■ EXERCISE PROMPT
For every line of the material below, check for the string "async" and return the line if it is there.

■ EXTRACTED ENTRIES
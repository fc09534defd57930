use actix_multipart::form::{MultipartForm, tempfile::TempFile};
use serde::Deserialize;
use validator::Validate;

use crate::domain::vehicle::{NewVehicle, VehicleStatus};

#[derive(Deserialize, Validate)]
/// Form data shared by the add and edit vehicle pages.
pub struct VehicleForm {
    #[validate(length(min = 1))]
    pub make: String,
    #[validate(length(min = 1))]
    pub model: String,
    #[validate(range(min = 1900, max = 2100))]
    pub year: i32,
    #[validate(length(min = 1))]
    pub vin: String,
    #[validate(range(min = 0.0))]
    pub price: f64,
    #[serde(default)]
    pub description: String,
    pub status: VehicleStatus,
}

impl From<&VehicleForm> for NewVehicle {
    fn from(form: &VehicleForm) -> Self {
        NewVehicle::new(
            form.make.clone(),
            form.model.clone(),
            form.year,
            form.vin.clone(),
            form.price,
            form.description.clone(),
            form.status,
        )
    }
}

#[derive(MultipartForm)]
/// Image upload posted from the vehicle edit page.
pub struct UploadImageForm {
    #[multipart(limit = "10MB")]
    pub image: TempFile,
}

#[derive(Deserialize)]
/// Hidden fields accompanying image delete/set-primary buttons so the
/// handler can redirect back to the owning vehicle.
pub struct ImageOwnerForm {
    pub vehicle_id: i32,
}
//! Entities as consumed from the remote MobiGO API.

pub mod agreement;
pub mod booking;
pub mod staff;
pub mod vehicle;
use config::Config;
use dotenvy::dotenv;

use mobigo_admin::models::config::ServerConfig;

#[actix_web::main]
async fn main() -> std::io::Result<()> {
    dotenv().ok();
    env_logger::init();

    let config = Config::builder()
        .add_source(config::File::with_name("config").required(false))
        .add_source(config::Environment::with_prefix("MOBIGO"))
        .build()
        .map_err(|e| std::io::Error::other(format!("Failed to load configuration: {e}")))?;

    let server_config: ServerConfig = config
        .try_deserialize()
        .map_err(|e| std::io::Error::other(format!("Failed to parse configuration: {e}")))?;

    mobigo_admin::run(server_config).await
}
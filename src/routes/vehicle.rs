use actix_multipart::form::MultipartForm;
use actix_web::{Responder, get, post, web};
use actix_web_flash_messages::{FlashMessage, IncomingFlashMessages};
use tera::Tera;

use crate::domain::vehicle::Vehicle;
use crate::forms::vehicle::{ImageOwnerForm, UploadImageForm, VehicleForm};
use crate::models::auth::AuthenticatedUser;
use crate::repository::HttpRepository;
use crate::routes::{base_context, redirect, render_template, service_failure};
use crate::services::vehicles as vehicle_service;

#[get("/vehicles")]
pub async fn show_vehicles(
    user: AuthenticatedUser,
    repo: web::Data<HttpRepository>,
    flash_messages: IncomingFlashMessages,
    tera: web::Data<Tera>,
) -> impl Responder {
    let vehicles = match vehicle_service::list_vehicles(repo.get_ref(), &user).await {
        Ok(vehicles) => vehicles,
        Err(err) => {
            log::error!("Failed to list vehicles: {err}");
            return service_failure(err, "Failed to fetch vehicles. Please try again later.", "/");
        }
    };

    let mut context = base_context(&flash_messages, &user, "vehicles");
    context.insert("vehicles", &vehicles);
    render_template(&tera, "vehicles/list.html", &context)
}

#[get("/vehicles/add")]
pub async fn add_vehicle_form(
    user: AuthenticatedUser,
    flash_messages: IncomingFlashMessages,
    tera: web::Data<Tera>,
) -> impl Responder {
    let mut context = base_context(&flash_messages, &user, "vehicles");
    context.insert("vehicle", &Option::<Vehicle>::None);
    render_template(&tera, "vehicles/form.html", &context)
}

#[post("/vehicles/add")]
pub async fn add_vehicle(
    user: AuthenticatedUser,
    repo: web::Data<HttpRepository>,
    web::Form(form): web::Form<VehicleForm>,
) -> impl Responder {
    match vehicle_service::save_vehicle(repo.get_ref(), &user, None, &form).await {
        Ok(()) => {
            FlashMessage::success("Vehicle saved.").send();
            redirect("/vehicles")
        }
        Err(err) => service_failure(
            err,
            "Failed to save vehicle. Please check the details and try again.",
            "/vehicles/add",
        ),
    }
}

#[get("/vehicles/{vehicle_id}/edit")]
pub async fn edit_vehicle_form(
    vehicle_id: web::Path<i32>,
    user: AuthenticatedUser,
    repo: web::Data<HttpRepository>,
    flash_messages: IncomingFlashMessages,
    tera: web::Data<Tera>,
) -> impl Responder {
    let page = match vehicle_service::load_vehicle_form(
        repo.get_ref(),
        &user,
        Some(vehicle_id.into_inner()),
    )
    .await
    {
        Ok(page) => page,
        Err(err) => return service_failure(err, "Vehicle not found.", "/vehicles"),
    };

    let mut context = base_context(&flash_messages, &user, "vehicles");
    context.insert("vehicle", &page.vehicle);
    render_template(&tera, "vehicles/form.html", &context)
}

#[post("/vehicles/{vehicle_id}/edit")]
pub async fn update_vehicle(
    vehicle_id: web::Path<i32>,
    user: AuthenticatedUser,
    repo: web::Data<HttpRepository>,
    web::Form(form): web::Form<VehicleForm>,
) -> impl Responder {
    let vehicle_id = vehicle_id.into_inner();
    match vehicle_service::save_vehicle(repo.get_ref(), &user, Some(vehicle_id), &form).await {
        Ok(()) => {
            FlashMessage::success("Vehicle updated.").send();
            redirect("/vehicles")
        }
        Err(err) => service_failure(
            err,
            "Failed to save vehicle. Please check the details and try again.",
            &format!("/vehicles/{vehicle_id}/edit"),
        ),
    }
}

#[post("/vehicles/{vehicle_id}/delete")]
pub async fn delete_vehicle(
    vehicle_id: web::Path<i32>,
    user: AuthenticatedUser,
    repo: web::Data<HttpRepository>,
) -> impl Responder {
    match vehicle_service::remove_vehicle(repo.get_ref(), &user, vehicle_id.into_inner()).await {
        Ok(()) => {
            FlashMessage::success("Vehicle deleted.").send();
            redirect("/vehicles")
        }
        Err(err) => service_failure(
            err,
            "Failed to delete vehicle. It might be part of an active booking.",
            "/vehicles",
        ),
    }
}

#[post("/vehicles/{vehicle_id}/images")]
pub async fn upload_vehicle_image(
    vehicle_id: web::Path<i32>,
    user: AuthenticatedUser,
    repo: web::Data<HttpRepository>,
    MultipartForm(form): MultipartForm<UploadImageForm>,
) -> impl Responder {
    let vehicle_id = vehicle_id.into_inner();
    let back = format!("/vehicles/{vehicle_id}/edit");
    match vehicle_service::upload_image(repo.get_ref(), &user, vehicle_id, form).await {
        Ok(()) => {
            FlashMessage::success("Image uploaded.").send();
            redirect(&back)
        }
        Err(err) => service_failure(err, "Failed to upload image.", &back),
    }
}

#[post("/images/{image_id}/delete")]
pub async fn delete_image(
    image_id: web::Path<i32>,
    user: AuthenticatedUser,
    repo: web::Data<HttpRepository>,
    web::Form(form): web::Form<ImageOwnerForm>,
) -> impl Responder {
    let back = format!("/vehicles/{}/edit", form.vehicle_id);
    match vehicle_service::remove_image(repo.get_ref(), &user, image_id.into_inner()).await {
        Ok(()) => {
            FlashMessage::success("Image deleted.").send();
            redirect(&back)
        }
        Err(err) => service_failure(err, "Failed to delete image.", &back),
    }
}

#[post("/images/{image_id}/primary")]
pub async fn set_primary_image(
    image_id: web::Path<i32>,
    user: AuthenticatedUser,
    repo: web::Data<HttpRepository>,
    web::Form(form): web::Form<ImageOwnerForm>,
) -> impl Responder {
    let back = format!("/vehicles/{}/edit", form.vehicle_id);
    match vehicle_service::make_primary_image(repo.get_ref(), &user, image_id.into_inner()).await {
        Ok(()) => {
            FlashMessage::success("Primary image updated.").send();
            redirect(&back)
        }
        Err(err) => service_failure(err, "Failed to set primary image.", &back),
    }
}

■ SOLUTION FOR THIS PROBLEM
async fn main() -> std::io::Result<()> {
pub async fn show_vehicles(
pub async fn add_vehicle_form(
pub async fn add_vehicle(
pub async fn edit_vehicle_form(
pub async fn update_vehicle(
pub async fn delete_vehicle(
pub async fn upload_vehicle_image(
pub async fn delete_image(
pub async fn set_primary_image(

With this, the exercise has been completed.